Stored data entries
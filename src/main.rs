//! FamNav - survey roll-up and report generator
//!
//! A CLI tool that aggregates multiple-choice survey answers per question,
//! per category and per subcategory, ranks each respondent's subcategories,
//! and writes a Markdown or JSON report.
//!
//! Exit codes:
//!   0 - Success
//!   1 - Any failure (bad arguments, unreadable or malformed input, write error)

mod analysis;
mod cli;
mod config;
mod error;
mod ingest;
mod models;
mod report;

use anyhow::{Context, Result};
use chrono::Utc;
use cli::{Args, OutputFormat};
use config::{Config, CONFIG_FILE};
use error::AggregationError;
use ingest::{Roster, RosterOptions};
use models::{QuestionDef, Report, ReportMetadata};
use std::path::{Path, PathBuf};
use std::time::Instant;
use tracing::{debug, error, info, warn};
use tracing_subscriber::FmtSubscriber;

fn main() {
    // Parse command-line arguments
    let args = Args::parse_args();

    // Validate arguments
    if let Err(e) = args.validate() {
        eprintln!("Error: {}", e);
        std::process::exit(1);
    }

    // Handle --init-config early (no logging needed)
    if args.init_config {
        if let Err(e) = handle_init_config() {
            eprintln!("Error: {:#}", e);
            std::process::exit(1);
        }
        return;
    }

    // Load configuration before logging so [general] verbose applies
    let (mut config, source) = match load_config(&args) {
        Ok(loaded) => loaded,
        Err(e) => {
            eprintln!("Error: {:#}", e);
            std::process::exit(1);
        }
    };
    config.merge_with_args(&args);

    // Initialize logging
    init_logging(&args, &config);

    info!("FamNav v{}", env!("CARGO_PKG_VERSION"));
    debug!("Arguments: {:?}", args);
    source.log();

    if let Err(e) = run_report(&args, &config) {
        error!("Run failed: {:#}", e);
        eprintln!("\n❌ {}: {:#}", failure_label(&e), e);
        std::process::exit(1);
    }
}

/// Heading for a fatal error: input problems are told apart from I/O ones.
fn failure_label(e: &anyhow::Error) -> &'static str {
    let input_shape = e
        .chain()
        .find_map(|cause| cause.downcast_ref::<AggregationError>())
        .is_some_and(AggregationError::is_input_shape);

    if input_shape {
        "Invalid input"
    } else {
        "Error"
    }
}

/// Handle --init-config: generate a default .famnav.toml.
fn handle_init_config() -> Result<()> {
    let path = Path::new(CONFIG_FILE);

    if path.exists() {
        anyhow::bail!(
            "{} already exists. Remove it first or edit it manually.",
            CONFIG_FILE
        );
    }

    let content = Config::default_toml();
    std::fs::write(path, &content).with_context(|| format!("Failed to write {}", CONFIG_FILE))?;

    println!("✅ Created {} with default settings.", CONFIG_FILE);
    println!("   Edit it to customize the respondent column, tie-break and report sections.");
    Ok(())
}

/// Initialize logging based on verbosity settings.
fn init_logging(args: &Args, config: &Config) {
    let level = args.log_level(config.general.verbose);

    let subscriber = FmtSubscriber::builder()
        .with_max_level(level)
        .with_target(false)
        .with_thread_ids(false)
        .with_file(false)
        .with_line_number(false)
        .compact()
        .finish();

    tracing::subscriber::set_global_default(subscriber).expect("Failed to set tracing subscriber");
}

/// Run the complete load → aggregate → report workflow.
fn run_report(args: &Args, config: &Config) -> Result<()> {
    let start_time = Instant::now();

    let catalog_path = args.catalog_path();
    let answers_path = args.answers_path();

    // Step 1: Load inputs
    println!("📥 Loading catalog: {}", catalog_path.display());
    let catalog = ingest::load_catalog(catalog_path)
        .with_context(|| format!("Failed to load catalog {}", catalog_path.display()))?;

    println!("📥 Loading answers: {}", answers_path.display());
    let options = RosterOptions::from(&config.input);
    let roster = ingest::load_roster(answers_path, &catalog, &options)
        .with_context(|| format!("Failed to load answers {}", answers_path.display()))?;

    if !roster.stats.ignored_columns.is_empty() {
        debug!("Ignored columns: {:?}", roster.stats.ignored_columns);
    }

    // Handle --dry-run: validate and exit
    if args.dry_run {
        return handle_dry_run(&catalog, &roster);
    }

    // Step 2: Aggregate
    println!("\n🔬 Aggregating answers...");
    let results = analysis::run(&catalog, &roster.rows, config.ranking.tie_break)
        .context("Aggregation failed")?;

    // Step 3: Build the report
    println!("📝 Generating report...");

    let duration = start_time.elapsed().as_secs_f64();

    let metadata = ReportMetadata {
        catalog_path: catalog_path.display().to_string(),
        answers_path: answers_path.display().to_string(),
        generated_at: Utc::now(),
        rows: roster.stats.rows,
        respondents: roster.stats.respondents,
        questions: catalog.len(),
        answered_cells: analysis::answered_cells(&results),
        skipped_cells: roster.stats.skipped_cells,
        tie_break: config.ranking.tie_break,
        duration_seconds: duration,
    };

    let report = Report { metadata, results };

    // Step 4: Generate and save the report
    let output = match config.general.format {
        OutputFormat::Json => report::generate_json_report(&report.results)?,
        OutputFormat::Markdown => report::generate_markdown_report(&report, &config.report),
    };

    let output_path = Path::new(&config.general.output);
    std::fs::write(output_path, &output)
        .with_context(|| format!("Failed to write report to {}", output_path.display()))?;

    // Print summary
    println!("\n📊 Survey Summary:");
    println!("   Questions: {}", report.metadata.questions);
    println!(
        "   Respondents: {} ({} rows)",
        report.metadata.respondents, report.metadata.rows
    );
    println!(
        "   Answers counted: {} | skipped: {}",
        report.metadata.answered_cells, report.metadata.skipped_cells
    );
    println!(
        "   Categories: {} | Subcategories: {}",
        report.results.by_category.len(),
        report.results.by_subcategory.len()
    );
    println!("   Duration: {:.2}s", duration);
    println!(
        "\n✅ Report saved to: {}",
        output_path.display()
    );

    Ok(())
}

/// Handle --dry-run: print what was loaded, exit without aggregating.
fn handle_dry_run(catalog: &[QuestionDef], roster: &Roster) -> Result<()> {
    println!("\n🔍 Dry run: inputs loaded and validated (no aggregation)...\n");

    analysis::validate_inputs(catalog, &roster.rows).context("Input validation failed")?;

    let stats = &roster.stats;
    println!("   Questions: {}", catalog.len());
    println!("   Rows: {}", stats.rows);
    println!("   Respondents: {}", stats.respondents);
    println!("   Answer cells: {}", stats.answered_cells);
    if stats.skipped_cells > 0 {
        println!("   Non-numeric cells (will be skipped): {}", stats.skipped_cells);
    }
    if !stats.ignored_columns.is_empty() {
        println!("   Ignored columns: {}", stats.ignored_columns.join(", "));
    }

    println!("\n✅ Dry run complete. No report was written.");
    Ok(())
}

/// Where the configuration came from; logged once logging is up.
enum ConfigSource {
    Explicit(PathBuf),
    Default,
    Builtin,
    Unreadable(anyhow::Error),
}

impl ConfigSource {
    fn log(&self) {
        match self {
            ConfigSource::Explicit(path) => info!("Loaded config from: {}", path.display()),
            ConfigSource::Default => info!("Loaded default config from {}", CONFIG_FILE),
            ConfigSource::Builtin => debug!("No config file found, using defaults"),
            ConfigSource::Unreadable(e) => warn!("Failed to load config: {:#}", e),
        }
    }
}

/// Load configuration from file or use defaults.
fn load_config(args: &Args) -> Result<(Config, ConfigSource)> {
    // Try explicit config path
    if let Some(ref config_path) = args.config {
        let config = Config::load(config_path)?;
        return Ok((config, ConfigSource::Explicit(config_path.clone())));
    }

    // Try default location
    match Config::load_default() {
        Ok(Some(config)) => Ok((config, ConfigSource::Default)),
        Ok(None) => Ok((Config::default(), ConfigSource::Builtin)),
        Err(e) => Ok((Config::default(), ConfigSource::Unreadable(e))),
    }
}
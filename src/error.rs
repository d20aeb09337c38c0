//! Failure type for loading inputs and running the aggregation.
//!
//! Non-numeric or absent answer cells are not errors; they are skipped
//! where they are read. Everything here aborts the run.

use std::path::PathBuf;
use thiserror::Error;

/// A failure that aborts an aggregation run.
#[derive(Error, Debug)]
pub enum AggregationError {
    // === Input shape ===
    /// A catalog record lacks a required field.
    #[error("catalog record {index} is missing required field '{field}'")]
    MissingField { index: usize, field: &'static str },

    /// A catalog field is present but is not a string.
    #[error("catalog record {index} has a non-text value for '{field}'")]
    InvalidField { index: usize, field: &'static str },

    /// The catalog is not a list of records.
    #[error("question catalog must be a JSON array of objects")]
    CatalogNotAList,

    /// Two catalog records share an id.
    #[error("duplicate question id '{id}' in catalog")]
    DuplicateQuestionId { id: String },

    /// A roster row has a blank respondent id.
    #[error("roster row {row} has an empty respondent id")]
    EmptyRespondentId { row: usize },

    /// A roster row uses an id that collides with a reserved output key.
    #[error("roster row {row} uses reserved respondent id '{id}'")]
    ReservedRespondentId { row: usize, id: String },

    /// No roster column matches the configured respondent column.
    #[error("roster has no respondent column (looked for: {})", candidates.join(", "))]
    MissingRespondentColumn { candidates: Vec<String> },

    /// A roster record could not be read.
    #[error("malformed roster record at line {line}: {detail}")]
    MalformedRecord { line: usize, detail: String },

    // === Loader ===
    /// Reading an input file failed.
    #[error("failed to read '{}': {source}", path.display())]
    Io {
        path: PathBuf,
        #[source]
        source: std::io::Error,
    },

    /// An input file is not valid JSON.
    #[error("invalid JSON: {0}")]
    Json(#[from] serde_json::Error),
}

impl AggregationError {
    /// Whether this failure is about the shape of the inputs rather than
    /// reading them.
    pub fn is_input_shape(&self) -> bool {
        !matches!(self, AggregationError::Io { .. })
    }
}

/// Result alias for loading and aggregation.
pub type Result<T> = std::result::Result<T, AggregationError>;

About this task: Take the entries above and copy them exactly from the first line through the line with "use chrono::Utc;"; leave out every line after it.

Result:
filename src/main.rs
//! FamNav - survey roll-up and report generator
//!
//! A CLI tool that aggregates multiple-choice survey answers per question,
//! per category and per subcategory, ranks each respondent's subcategories,
//! and writes a Markdown or JSON report.
//!
//! Exit codes:
//!   0 - Success
//!   1 - Any failure (bad arguments, unreadable or malformed input, write error)

mod analysis;
mod cli;
mod config;
mod error;
mod ingest;
mod models;
mod report;

use anyhow::{Context, Result};
use chrono::Utc;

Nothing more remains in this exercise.